Examine each line of the data, and copy the ones containing "MerkleBackend".
** Opening Material provided block **
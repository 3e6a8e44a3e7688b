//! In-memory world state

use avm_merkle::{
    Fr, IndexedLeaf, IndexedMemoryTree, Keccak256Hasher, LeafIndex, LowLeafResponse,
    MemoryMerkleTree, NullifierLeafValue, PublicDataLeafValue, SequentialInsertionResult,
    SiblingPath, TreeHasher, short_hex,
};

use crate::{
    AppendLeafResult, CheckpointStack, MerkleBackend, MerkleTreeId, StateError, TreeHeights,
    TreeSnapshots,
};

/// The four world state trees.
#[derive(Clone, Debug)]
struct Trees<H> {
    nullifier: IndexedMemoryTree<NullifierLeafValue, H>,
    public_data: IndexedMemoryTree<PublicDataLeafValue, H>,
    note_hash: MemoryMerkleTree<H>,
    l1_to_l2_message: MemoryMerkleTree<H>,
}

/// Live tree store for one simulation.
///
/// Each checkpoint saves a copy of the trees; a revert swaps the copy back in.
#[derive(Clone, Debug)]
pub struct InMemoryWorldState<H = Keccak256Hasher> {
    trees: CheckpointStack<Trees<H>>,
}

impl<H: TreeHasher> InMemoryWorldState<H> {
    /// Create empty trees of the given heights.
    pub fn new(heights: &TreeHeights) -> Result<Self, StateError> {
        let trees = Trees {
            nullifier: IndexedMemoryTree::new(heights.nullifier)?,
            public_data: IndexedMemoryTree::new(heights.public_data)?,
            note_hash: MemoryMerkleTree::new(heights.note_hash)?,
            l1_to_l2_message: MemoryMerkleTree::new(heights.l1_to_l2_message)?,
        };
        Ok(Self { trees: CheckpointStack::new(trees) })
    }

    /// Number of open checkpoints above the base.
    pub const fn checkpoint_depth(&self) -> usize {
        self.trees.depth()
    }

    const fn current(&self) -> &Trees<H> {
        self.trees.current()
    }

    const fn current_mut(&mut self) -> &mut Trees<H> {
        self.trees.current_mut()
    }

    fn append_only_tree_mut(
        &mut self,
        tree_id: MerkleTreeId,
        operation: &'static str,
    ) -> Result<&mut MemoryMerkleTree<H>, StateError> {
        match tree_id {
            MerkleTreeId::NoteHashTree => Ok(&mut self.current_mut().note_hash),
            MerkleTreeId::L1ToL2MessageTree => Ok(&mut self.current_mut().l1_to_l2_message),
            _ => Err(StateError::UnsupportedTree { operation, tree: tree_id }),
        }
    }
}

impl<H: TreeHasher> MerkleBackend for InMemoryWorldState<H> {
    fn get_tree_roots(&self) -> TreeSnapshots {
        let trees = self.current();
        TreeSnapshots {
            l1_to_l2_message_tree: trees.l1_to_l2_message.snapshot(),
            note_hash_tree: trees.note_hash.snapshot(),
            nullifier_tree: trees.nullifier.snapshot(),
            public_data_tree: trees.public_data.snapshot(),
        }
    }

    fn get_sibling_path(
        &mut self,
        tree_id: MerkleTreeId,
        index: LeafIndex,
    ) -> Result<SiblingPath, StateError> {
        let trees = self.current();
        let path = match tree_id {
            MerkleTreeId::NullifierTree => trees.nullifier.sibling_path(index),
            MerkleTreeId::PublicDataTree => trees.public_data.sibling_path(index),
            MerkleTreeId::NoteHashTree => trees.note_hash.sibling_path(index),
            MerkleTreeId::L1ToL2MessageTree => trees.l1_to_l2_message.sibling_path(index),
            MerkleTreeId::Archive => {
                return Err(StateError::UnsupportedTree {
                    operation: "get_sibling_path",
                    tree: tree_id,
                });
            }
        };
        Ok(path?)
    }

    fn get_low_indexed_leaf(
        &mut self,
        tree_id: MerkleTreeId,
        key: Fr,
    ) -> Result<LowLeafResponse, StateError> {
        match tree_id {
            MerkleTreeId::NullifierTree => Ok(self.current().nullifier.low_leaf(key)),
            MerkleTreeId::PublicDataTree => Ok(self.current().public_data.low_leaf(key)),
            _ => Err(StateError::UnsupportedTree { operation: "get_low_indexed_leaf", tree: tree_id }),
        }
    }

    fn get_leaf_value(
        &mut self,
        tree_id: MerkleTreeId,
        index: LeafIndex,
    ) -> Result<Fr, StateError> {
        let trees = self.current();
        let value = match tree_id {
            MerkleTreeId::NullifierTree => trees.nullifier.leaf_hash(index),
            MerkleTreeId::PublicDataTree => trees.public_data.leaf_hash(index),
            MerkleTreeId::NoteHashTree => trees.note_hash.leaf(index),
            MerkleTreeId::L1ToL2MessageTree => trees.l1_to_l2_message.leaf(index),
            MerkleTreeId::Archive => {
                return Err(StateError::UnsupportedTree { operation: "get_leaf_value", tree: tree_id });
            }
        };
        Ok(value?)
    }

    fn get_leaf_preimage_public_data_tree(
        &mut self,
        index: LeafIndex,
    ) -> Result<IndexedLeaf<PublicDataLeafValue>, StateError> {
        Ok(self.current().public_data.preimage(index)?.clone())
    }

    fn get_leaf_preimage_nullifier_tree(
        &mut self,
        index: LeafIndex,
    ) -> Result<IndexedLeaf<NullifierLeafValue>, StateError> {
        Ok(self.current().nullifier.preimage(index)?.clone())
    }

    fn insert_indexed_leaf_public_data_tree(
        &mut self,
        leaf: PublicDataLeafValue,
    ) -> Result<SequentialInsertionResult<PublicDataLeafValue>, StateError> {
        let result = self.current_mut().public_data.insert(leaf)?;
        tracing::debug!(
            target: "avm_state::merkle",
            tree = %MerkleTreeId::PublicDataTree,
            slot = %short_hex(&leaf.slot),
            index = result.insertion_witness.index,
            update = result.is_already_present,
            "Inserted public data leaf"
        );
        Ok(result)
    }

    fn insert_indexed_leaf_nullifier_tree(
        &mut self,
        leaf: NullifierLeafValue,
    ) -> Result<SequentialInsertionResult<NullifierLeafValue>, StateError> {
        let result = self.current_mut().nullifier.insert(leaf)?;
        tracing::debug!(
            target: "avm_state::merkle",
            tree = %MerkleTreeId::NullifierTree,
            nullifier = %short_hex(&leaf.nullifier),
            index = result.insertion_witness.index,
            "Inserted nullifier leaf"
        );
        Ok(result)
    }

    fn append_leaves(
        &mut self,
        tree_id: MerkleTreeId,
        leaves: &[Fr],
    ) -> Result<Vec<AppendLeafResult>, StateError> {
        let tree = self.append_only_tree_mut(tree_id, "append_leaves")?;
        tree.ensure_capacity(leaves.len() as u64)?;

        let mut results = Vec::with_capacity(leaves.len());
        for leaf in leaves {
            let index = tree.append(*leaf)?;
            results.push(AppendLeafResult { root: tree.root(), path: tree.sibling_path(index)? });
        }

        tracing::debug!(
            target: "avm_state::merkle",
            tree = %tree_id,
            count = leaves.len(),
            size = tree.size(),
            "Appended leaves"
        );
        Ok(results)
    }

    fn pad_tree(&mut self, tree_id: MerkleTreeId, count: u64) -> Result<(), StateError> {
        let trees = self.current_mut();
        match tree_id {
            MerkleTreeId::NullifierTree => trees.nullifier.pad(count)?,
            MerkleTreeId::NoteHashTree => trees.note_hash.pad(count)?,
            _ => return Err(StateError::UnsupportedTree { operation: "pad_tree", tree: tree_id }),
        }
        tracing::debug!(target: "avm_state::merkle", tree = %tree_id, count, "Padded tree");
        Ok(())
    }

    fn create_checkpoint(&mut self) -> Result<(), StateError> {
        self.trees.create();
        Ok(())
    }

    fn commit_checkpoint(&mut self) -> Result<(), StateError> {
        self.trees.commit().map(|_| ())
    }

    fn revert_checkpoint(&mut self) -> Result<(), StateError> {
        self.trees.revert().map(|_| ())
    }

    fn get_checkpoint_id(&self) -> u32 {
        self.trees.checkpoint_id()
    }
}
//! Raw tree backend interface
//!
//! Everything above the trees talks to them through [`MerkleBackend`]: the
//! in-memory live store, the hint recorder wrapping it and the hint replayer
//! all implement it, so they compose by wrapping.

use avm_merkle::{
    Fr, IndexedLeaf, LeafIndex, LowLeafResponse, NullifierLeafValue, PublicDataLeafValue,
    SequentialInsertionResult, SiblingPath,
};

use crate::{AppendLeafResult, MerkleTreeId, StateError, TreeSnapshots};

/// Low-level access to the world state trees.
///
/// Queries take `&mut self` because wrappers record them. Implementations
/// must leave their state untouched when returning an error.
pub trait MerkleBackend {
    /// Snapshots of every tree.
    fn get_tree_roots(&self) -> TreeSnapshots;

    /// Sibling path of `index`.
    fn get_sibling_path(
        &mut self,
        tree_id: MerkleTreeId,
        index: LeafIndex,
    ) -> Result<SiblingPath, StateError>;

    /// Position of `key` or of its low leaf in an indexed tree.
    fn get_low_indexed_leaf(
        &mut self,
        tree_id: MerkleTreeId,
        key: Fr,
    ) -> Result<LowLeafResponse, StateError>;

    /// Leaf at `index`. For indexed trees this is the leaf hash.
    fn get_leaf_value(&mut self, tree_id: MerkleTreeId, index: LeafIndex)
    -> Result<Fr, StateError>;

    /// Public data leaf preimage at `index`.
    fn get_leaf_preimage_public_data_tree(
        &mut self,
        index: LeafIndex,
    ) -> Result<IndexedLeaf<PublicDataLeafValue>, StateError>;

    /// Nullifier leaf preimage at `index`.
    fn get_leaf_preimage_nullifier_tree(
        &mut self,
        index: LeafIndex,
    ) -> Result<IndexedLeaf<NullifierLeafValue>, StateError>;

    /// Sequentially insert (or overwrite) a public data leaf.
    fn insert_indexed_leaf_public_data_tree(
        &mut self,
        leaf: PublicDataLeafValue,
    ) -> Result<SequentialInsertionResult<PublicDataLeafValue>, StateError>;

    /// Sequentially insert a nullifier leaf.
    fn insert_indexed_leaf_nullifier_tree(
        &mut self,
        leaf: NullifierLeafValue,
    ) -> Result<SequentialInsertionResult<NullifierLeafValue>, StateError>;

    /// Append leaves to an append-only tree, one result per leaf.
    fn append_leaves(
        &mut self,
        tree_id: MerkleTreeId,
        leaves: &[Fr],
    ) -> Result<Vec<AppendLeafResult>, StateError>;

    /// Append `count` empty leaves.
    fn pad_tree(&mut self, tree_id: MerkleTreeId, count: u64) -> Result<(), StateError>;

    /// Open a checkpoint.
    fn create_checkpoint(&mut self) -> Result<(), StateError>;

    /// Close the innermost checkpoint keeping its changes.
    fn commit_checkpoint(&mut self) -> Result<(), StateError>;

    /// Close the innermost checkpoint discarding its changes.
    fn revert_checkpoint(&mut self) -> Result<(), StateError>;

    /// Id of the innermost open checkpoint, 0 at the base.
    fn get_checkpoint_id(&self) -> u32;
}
** Closing Material provided block **
▸ Response area:
    AppendLeafResult, CheckpointStack, MerkleBackend, MerkleTreeId, StateError, TreeHeights,
impl<H: TreeHasher> MerkleBackend for InMemoryWorldState<H> {
//! Everything above the trees talks to them through [`MerkleBackend`]: the
pub trait MerkleBackend {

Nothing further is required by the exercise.